Coup de tonnerre dans le Nord. ArcelorMittal a annoncé ce mercredi 23 avril un projet de restructuration qui devrait entraîner la suppression de 600 emplois dans la région. « Dans le contexte de crise qui frappe l’industrie de l’acier en Europe, l’entreprise doit envisager des mesures de réorganisation pour adapter son activité au nouveau contexte de marché et assurer sa compétitivité future », explique le deuxième groupe sidérurgique mondial. En colère, les employés se sentent lésés et abandonnés. D’autant que l’entreprise a aussi annoncé la délocalisation de certaines activités. Plusieurs centaines de postes seront ainsi transférés en Inde.
Mi-avril, c’est dans l’Isère que la colère a grondé. La reprise partielle de l’usine chimique Vencorex, près de Grenoble, a été attribuée au groupe chinois Wangua. Sur les 450 emplois, seuls 54 seront conservés. Ce qui est vrai pour la chimie l’est aussi pour l’automobile. Michelin, Valeo, la Fonderie de Bretagne… Des dizaines de plans sociaux ont été annoncées ces derniers mois dans le secteur. La Fédération des industries des équipements pour véhicules estime que 45 000 postes sont menacés dans les trois ans. Tous secteurs confondus, 354 plans sociaux sont en cours et 220 000 emplois menacés.
« La politique de réindustrialisation d’Emmanuel Macron est un leurre »
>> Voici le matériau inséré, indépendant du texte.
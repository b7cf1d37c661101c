//! ruledepot compiler - rule model to DRL source
//!
//! This crate renders a [`RuleModel`](ruledepot_core::RuleModel) into rule-language
//! source text. Rendering is a pure function of the model; converting source text
//! back into a model is not supported.

pub mod codegen;
pub mod error;
pub mod marshaller;

// Re-export main types
pub use error::{MarshalError, Result};
pub use marshaller::{DrlMarshaller, RulePersistence};

// Re-export codegen types
pub use codegen::{DrlWriter, LhsPatternRenderer, RhsActionRenderer, RuleRenderer};
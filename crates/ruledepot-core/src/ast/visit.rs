//! Visitor traits over the pattern and action trees
//!
//! Each trait has one required method per variant and `accept` dispatches with an
//! exhaustive match, so adding a variant fails to compile until every visitor
//! handles it.

use super::action::{
    Action, ActionCallMethod, ActionGlobalCollectionAdd, ActionInsertFact, ActionRetractFact,
    ActionSetField,
};
use super::dsl::{DslSentence, FreeFormLine};
use super::pattern::{
    CompositeFactPattern, FactPattern, FromAccumulateCompositeFactPattern,
    FromCollectCompositeFactPattern, FromCompositeFactPattern, Pattern,
};

/// Visitor over LHS patterns
pub trait PatternVisitor {
    type Error;

    fn visit_fact_pattern(&mut self, pattern: &FactPattern) -> Result<(), Self::Error>;

    fn visit_composite_pattern(&mut self, pattern: &CompositeFactPattern)
        -> Result<(), Self::Error>;

    fn visit_from_pattern(&mut self, pattern: &FromCompositeFactPattern)
        -> Result<(), Self::Error>;

    fn visit_from_collect_pattern(
        &mut self,
        pattern: &FromCollectCompositeFactPattern,
    ) -> Result<(), Self::Error>;

    fn visit_from_accumulate_pattern(
        &mut self,
        pattern: &FromAccumulateCompositeFactPattern,
    ) -> Result<(), Self::Error>;

    fn visit_free_form_line(&mut self, line: &FreeFormLine) -> Result<(), Self::Error>;

    fn visit_dsl_sentence(&mut self, sentence: &DslSentence) -> Result<(), Self::Error>;
}

/// Visitor over RHS actions
pub trait ActionVisitor {
    type Error;

    fn visit_insert_fact(&mut self, action: &ActionInsertFact) -> Result<(), Self::Error>;

    fn visit_insert_logical_fact(&mut self, action: &ActionInsertFact)
        -> Result<(), Self::Error>;

    fn visit_set_field(&mut self, action: &ActionSetField) -> Result<(), Self::Error>;

    fn visit_call_method(&mut self, action: &ActionCallMethod) -> Result<(), Self::Error>;

    fn visit_update_field(&mut self, action: &ActionSetField) -> Result<(), Self::Error>;

    fn visit_retract_fact(&mut self, action: &ActionRetractFact) -> Result<(), Self::Error>;

    fn visit_global_collection_add(
        &mut self,
        action: &ActionGlobalCollectionAdd,
    ) -> Result<(), Self::Error>;

    fn visit_free_form_line(&mut self, line: &FreeFormLine) -> Result<(), Self::Error>;

    fn visit_dsl_sentence(&mut self, sentence: &DslSentence) -> Result<(), Self::Error>;
}

impl Pattern {
    /// Dispatch to the visitor method for this variant
    pub fn accept<V: PatternVisitor + ?Sized>(&self, visitor: &mut V) -> Result<(), V::Error> {
        match self {
            Pattern::Fact(p) => visitor.visit_fact_pattern(p),
            Pattern::Composite(p) => visitor.visit_composite_pattern(p),
            Pattern::From(p) => visitor.visit_from_pattern(p),
            Pattern::FromCollect(p) => visitor.visit_from_collect_pattern(p),
            Pattern::FromAccumulate(p) => visitor.visit_from_accumulate_pattern(p),
            Pattern::FreeFormLine(line) => visitor.visit_free_form_line(line),
            Pattern::DslSentence(sentence) => visitor.visit_dsl_sentence(sentence),
        }
    }
}

impl Action {
    /// Dispatch to the visitor method for this variant
    pub fn accept<V: ActionVisitor + ?Sized>(&self, visitor: &mut V) -> Result<(), V::Error> {
        match self {
            Action::InsertFact(a) => visitor.visit_insert_fact(a),
            Action::InsertLogicalFact(a) => visitor.visit_insert_logical_fact(a),
            Action::SetField(a) => visitor.visit_set_field(a),
            Action::CallMethod(a) => visitor.visit_call_method(a),
            Action::UpdateField(a) => visitor.visit_update_field(a),
            Action::RetractFact(a) => visitor.visit_retract_fact(a),
            Action::GlobalCollectionAdd(a) => visitor.visit_global_collection_add(a),
            Action::FreeFormLine(line) => visitor.visit_free_form_line(line),
            Action::DslSentence(sentence) => visitor.visit_dsl_sentence(sentence),
        }
    }
}
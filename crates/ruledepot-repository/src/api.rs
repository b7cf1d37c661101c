//! Path-addressed repository access
//!
//! [`RestApi`] maps `packages/<pkg>[/<file>]` addresses onto content store
//! operations with uniform content-type and concurrency handling.
//!
//! # Example
//!
//! ```
//! use ruledepot_repository::{MemoryContentStore, RepositoryConfig, RestApi};
//! use std::sync::Arc;
//!
//! # fn main() -> ruledepot_repository::RepositoryResult<()> {
//! let api = RestApi::new(Arc::new(MemoryContentStore::new()), &RepositoryConfig::default());
//! api.create("packages/billing/.package", b"import java.util.List", false, "new")?;
//! api.create("packages/billing/late_fee.drl", b"rule \"late fee\" end", false, "first")?;
//!
//! let listing = api.read("packages/billing")?;
//! assert!(listing.as_text().unwrap().starts_with("late_fee.drl="));
//! # Ok(())
//! # }
//! ```

use crate::config::RepositoryConfig;
use crate::models::{AssetItem, Checkin, Content, ItemKind, TIMESTAMP_FORMAT};
use crate::path::ResourcePath;
use crate::traits::ContentStore;
use crate::{RepositoryError, RepositoryResult};
use chrono::{DateTime, Utc};
use std::fmt::Write;
use std::sync::Arc;
use tracing::{debug, warn};

/// Description given to items created through the façade
pub const ADDED_REMOTELY: &str = "<added remotely>";

/// Check-in comment used when an asset is removed through the façade
pub const REMOVED_REMOTELY: &str = "<removed remotely>";

/// Body of a read
#[derive(Debug, Clone, PartialEq, Eq)]
pub enum Response {
    Text {
        data: String,
        last_modified: DateTime<Utc>,
    },
    Binary {
        data: Vec<u8>,
        last_modified: DateTime<Utc>,
    },
}

impl Response {
    pub fn last_modified(&self) -> DateTime<Utc> {
        match self {
            Response::Text { last_modified, .. } | Response::Binary { last_modified, .. } => {
                *last_modified
            }
        }
    }

    pub fn is_binary(&self) -> bool {
        matches!(self, Response::Binary { .. })
    }

    pub fn as_text(&self) -> Option<&str> {
        match self {
            Response::Text { data, .. } => Some(data),
            Response::Binary { .. } => None,
        }
    }

    pub fn as_bytes(&self) -> &[u8] {
        match self {
            Response::Text { data, .. } => data.as_bytes(),
            Response::Binary { data, .. } => data,
        }
    }
}

/// Precondition for an overwrite
#[derive(Debug, Clone, Copy)]
enum WriteGuard {
    /// Reject if the stored stamp is strictly after this one
    LastModified(DateTime<Utc>),
    /// Reject unless the stored revision equals this one
    Version(u64),
}

impl WriteGuard {
    fn admits(&self, last_modified: DateTime<Utc>, version: u64) -> bool {
        match *self {
            WriteGuard::LastModified(expected) => last_modified <= expected,
            WriteGuard::Version(expected) => version == expected,
        }
    }
}

/// Repository access façade
#[derive(Clone)]
pub struct RestApi {
    store: Arc<dyn ContentStore>,
    contributor: String,
}

impl RestApi {
    pub fn new(store: Arc<dyn ContentStore>, config: &RepositoryConfig) -> Self {
        Self {
            store,
            contributor: config.user.clone(),
        }
    }

    /// Record writes under a different contributor
    pub fn with_contributor(mut self, contributor: impl Into<String>) -> Self {
        self.contributor = contributor.into();
        self
    }

    fn checkin(&self, comment: &str) -> Checkin {
        Checkin::new(self.contributor.clone(), comment)
    }

    /// Read a package listing, a package header or an asset
    pub fn read(&self, path: &str) -> RepositoryResult<Response> {
        let resource = ResourcePath::parse(path)?;
        debug!(path = %path, "read");

        let package = self.store.load_package(&resource.package)?;
        let Some(file) = resource.file else {
            return self.list_package(&resource.package, package.last_modified);
        };

        if file.is_package_header() {
            return Ok(Response::Text {
                data: package.header,
                last_modified: package.last_modified,
            });
        }

        let asset = self.store.load_asset(&package.name, file.stem())?;
        match asset.content {
            Content::Binary(data) => Ok(Response::Binary {
                data,
                last_modified: asset.last_modified,
            }),
            // Text reads carry the package stamp, as listings do
            Content::Text(data) => Ok(Response::Text {
                data,
                last_modified: package.last_modified,
            }),
        }
    }

    fn list_package(
        &self,
        package: &str,
        last_modified: DateTime<Utc>,
    ) -> RepositoryResult<Response> {
        let mut data = String::new();
        for asset in self.store.list_assets(package)?.iter().filter(|a| !a.archived) {
            // Writing into a String cannot fail
            let _ = writeln!(
                data,
                "{}={}",
                asset.file_name(),
                asset.last_modified.format(TIMESTAMP_FORMAT)
            );
        }
        Ok(Response::Text {
            data,
            last_modified,
        })
    }

    /// Create a package (file extension `package`) or a new asset
    pub fn create(
        &self,
        path: &str,
        content: &[u8],
        is_binary: bool,
        comment: &str,
    ) -> RepositoryResult<()> {
        let resource = ResourcePath::parse(path)?;
        let file = resource.require_file()?;
        debug!(path = %path, binary = is_binary, "create");

        if file.declares_package() {
            let mut draft = self
                .store
                .create_package(&resource.package, ADDED_REMOTELY)?
                .checkout();
            draft.header = String::from_utf8_lossy(content).into_owned();
            self.store.save_package(draft, &self.checkin(comment))?;
            return Ok(());
        }

        let format = file.extension().filter(|f| !f.is_empty()).ok_or_else(|| {
            RepositoryError::InvalidRequest(format!("No format in file name {}", file.as_str()))
        })?;

        let mut draft = AssetItem::draft(&resource.package, file.asset_name()?, ADDED_REMOTELY);
        draft.format = format.to_string();
        draft.content = if is_binary {
            Content::Binary(content.to_vec())
        } else {
            Content::Text(String::from_utf8_lossy(content).into_owned())
        };
        self.store.checkin_asset(draft, &self.checkin(comment))?;
        Ok(())
    }

    /// Overwrite a package header or asset, creating a new revision
    ///
    /// Fails with a conflict if the stored last-modified stamp is strictly
    /// after `expected_last_modified`.
    pub fn update(
        &self,
        path: &str,
        expected_last_modified: DateTime<Utc>,
        content: &[u8],
        comment: &str,
    ) -> RepositoryResult<()> {
        self.write(
            path,
            WriteGuard::LastModified(expected_last_modified),
            content,
            comment,
        )
    }

    /// Like [`RestApi::update`], guarded by the revision number instead of the stamp
    pub fn update_at_version(
        &self,
        path: &str,
        expected_version: u64,
        content: &[u8],
        comment: &str,
    ) -> RepositoryResult<()> {
        self.write(path, WriteGuard::Version(expected_version), content, comment)
    }

    fn write(
        &self,
        path: &str,
        guard: WriteGuard,
        content: &[u8],
        comment: &str,
    ) -> RepositoryResult<()> {
        let resource = ResourcePath::parse(path)?;
        let file = resource.require_file()?;
        debug!(path = %path, ?guard, "update");

        let package = self.store.load_package(&resource.package)?;
        if file.declares_package() {
            if !guard.admits(package.last_modified, package.version) {
                warn!(package = %package.name, "Stale package header write");
                return Err(RepositoryError::conflict(
                    ItemKind::Package,
                    package.last_contributor,
                ));
            }
            let mut draft = package.checkout();
            draft.header = String::from_utf8_lossy(content).into_owned();
            self.store.checkin_package(draft, &self.checkin(comment))?;
            return Ok(());
        }

        let asset = self.store.load_asset(&package.name, file.stem())?;
        if !guard.admits(asset.last_modified, asset.version) {
            warn!(asset = %asset.path(), "Stale asset write");
            return Err(RepositoryError::conflict(
                ItemKind::Asset,
                asset.last_contributor,
            ));
        }
        let mut draft = asset.checkout();
        draft.content.overwrite(content);
        self.store.checkin_asset(draft, &self.checkin(comment))?;
        Ok(())
    }

    /// Archive an asset; history is kept
    pub fn remove(&self, path: &str) -> RepositoryResult<()> {
        let resource = ResourcePath::parse(path)?;
        let file = resource.require_file()?;
        if file.declares_package() {
            return Err(RepositoryError::InvalidRequest(
                "Packages cannot be removed through this path".to_string(),
            ));
        }
        debug!(path = %path, "remove");

        let mut draft = self
            .store
            .load_asset(&resource.package, file.asset_name()?)?
            .checkout();
        draft.archived = true;
        self.store.checkin_asset(draft, &self.checkin(REMOVED_REMOTELY))?;
        Ok(())
    }
}

#[cfg(test)]
mod tests {
    use super::*;
    use crate::MemoryContentStore;
    use chrono::Duration;

    fn api() -> RestApi {
        RestApi::new(
            Arc::new(MemoryContentStore::new()),
            &RepositoryConfig::default().with_user("tester"),
        )
    }

    #[test]
    fn test_create_and_read_header() {
        let api = api();
        api.create("packages/pkg/.package", b"import a.B", false, "init")
            .unwrap();

        let response = api.read("packages/pkg/.package").unwrap();
        assert_eq!(response.as_text(), Some("import a.B"));
    }

    #[test]
    fn test_read_text_asset_uses_package_stamp() {
        let api = api();
        api.create("packages/pkg/.package", b"", false, "init").unwrap();
        api.create("packages/pkg/r.drl", b"rule", false, "add").unwrap();

        let header = api.read("packages/pkg/.package").unwrap();
        let asset = api.read("packages/pkg/r.drl").unwrap();
        assert_eq!(asset.as_text(), Some("rule"));
        assert_eq!(asset.last_modified(), header.last_modified());
    }

    #[test]
    fn test_read_binary_asset() {
        let api = api();
        api.create("packages/pkg/.package", b"", false, "init").unwrap();
        api.create("packages/pkg/img.png", &[0, 159, 146], true, "add")
            .unwrap();

        let response = api.read("packages/pkg/img.png").unwrap();
        assert!(response.is_binary());
        assert_eq!(response.as_bytes(), &[0, 159, 146]);
    }

    #[test]
    fn test_update_conflict_names_contributor() {
        let api = api();
        api.create("packages/pkg/.package", b"", false, "init").unwrap();
        api.create("packages/pkg/r.drl", b"v1", false, "add").unwrap();

        let stale = Utc::now() - Duration::hours(1);
        let err = api
            .update("packages/pkg/r.drl", stale, b"v2", "edit")
            .unwrap_err();
        assert_eq!(
            err.to_string(),
            "The asset was modified by: tester, unable to write changes."
        );
        assert_eq!(api.read("packages/pkg/r.drl").unwrap().as_text(), Some("v1"));
    }

    #[test]
    fn test_update_at_version() {
        let api = api();
        api.create("packages/pkg/.package", b"", false, "init").unwrap();
        api.create("packages/pkg/r.drl", b"v1", false, "add").unwrap();

        api.update_at_version("packages/pkg/r.drl", 1, b"v2", "edit")
            .unwrap();
        let err = api
            .update_at_version("packages/pkg/r.drl", 1, b"v3", "late")
            .unwrap_err();
        assert!(err.is_conflict());
        assert_eq!(api.read("packages/pkg/r.drl").unwrap().as_text(), Some("v2"));
    }

    #[test]
    fn test_create_requires_format() {
        let api = api();
        api.create("packages/pkg/.package", b"", false, "init").unwrap();
        assert!(matches!(
            api.create("packages/pkg/noformat", b"x", false, "add"),
            Err(RepositoryError::InvalidRequest(_))
        ));
    }

    #[test]
    fn test_remove_package_header_rejected() {
        let api = api();
        api.create("packages/pkg/.package", b"", false, "init").unwrap();
        assert!(matches!(
            api.remove("packages/pkg/.package"),
            Err(RepositoryError::InvalidRequest(_))
        ));
    }
}
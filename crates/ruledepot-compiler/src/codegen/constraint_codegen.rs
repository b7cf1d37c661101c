//! Field constraint rendering
//!
//! Renders the constraint tree inside a fact pattern's parentheses.

use ruledepot_core::ast::{
    CompositeFieldConstraint, ConstraintValueType, FieldConstraint, SingleFieldConstraint,
};

/// Field constraint renderer
pub struct ConstraintRenderer;

impl ConstraintRenderer {
    /// Render the top-level constraints of a fact pattern
    ///
    /// Entries that render to nothing are skipped, the rest are joined with `", "`.
    pub fn render_all(constraints: &[FieldConstraint]) -> String {
        let mut out = String::new();
        let mut printed = 0;
        for constraint in constraints {
            let mut rendered = String::new();
            Self::render(constraint, false, &mut rendered);
            if rendered.is_empty() {
                continue;
            }
            if printed > 0 {
                out.push_str(", ");
            }
            out.push_str(&rendered);
            printed += 1;
        }
        out
    }

    /// Render a single constraint node into `buf`
    ///
    /// Composites are parenthesised only when `nested`.
    pub fn render(constraint: &FieldConstraint, nested: bool, buf: &mut String) {
        match constraint {
            FieldConstraint::Composite(composite) => Self::render_composite(composite, nested, buf),
            FieldConstraint::Single(single) => Self::render_single(single, buf),
        }
    }

    fn render_composite(composite: &CompositeFieldConstraint, nested: bool, buf: &mut String) {
        if nested {
            buf.push_str("( ");
        }
        let last = composite.constraints.len().saturating_sub(1);
        for (i, child) in composite.constraints.iter().enumerate() {
            Self::render(child, true, buf);
            if i < last {
                buf.push_str(composite.junction.as_str());
                buf.push(' ');
            }
        }
        if nested {
            buf.push(')');
        }
    }

    fn render_single(constraint: &SingleFieldConstraint, buf: &mut String) {
        if constraint.value_type == ConstraintValueType::Predicate {
            buf.push_str("eval( ");
            buf.push_str(constraint.value.as_deref().unwrap_or_default());
            buf.push_str(" )");
            return;
        }

        if let Some(binding) = &constraint.field_binding {
            buf.push_str(binding);
            buf.push_str(" : ");
        }

        if Self::shows_field(constraint) {
            for parent in &constraint.parent_path {
                buf.push_str(parent);
                buf.push('.');
            }
            match &constraint.left_expression {
                Some(expression) => buf.push_str(expression),
                None => buf.push_str(&constraint.field_name),
            }
        }

        Self::render_restriction(
            buf,
            constraint.value_type,
            constraint.operator.as_deref(),
            constraint.value.as_deref(),
            constraint.expression_value.as_deref(),
        );

        for connective in &constraint.connectives {
            Self::render_restriction(
                buf,
                connective.value_type,
                Some(&connective.operator),
                connective.value.as_deref(),
                None,
            );
        }
    }

    fn shows_field(constraint: &SingleFieldConstraint) -> bool {
        let has_restriction = match constraint.operator.as_deref() {
            Some(op) => constraint.value.is_some() || SingleFieldConstraint::is_null_test(op),
            None => false,
        };
        has_restriction
            || constraint.field_binding.is_some()
            || constraint.value_type == ConstraintValueType::ExpressionBuilder
            || constraint.left_expression.is_some()
    }

    fn render_restriction(
        buf: &mut String,
        value_type: ConstraintValueType,
        operator: Option<&str>,
        value: Option<&str>,
        expression: Option<&str>,
    ) {
        let Some(operator) = operator else {
            return;
        };
        let value = value.unwrap_or_default();

        buf.push(' ');
        buf.push_str(operator);
        buf.push(' ');

        match value_type {
            ConstraintValueType::ReturnValue => {
                buf.push_str("( ");
                buf.push_str(value);
                buf.push_str(" )");
            }
            ConstraintValueType::Literal => {
                if operator == "in" || operator == "not in" {
                    buf.push_str(value);
                } else if !SingleFieldConstraint::is_null_test(operator) {
                    buf.push('"');
                    buf.push_str(value);
                    buf.push('"');
                }
            }
            ConstraintValueType::ExpressionBuilder => {
                if let Some(expression) = expression {
                    buf.push_str(expression);
                }
            }
            ConstraintValueType::Template => {
                buf.push_str("@{");
                buf.push_str(value);
                buf.push('}');
            }
            _ => buf.push_str(value),
        }

        buf.push(' ');
    }
}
Au premier trimestre de 2025, 25 sites industriels ont ouvert, mais 42 ont fermé. L’année dernière, près de 70 avaient ouvert et près de 75 avaient fermé. Autant dire que le projet de réindustrialisation d’Emmanuel Macron a du plomb dans l’aile. Le chef de l’État n’a pourtant pas manqué d’initiative sur le sujet. En pleine pandémie, il dévoile un plan de relance de 100 milliards : santé, industrie, transition énergétique… À peine le spectre de la pandémie éloigné, le président annonce un programme d’investissement de 30 milliards d’euros baptisé « France 2030 ». Près de 25 milliards viennent s’y ajouter pour développer la compétitivité industrielle et les technologies d’avenir. Tout juste élu, Emmanuel Macron s’était tourné vers les investisseurs étrangers avec le sommet « Choose France » à Versailles.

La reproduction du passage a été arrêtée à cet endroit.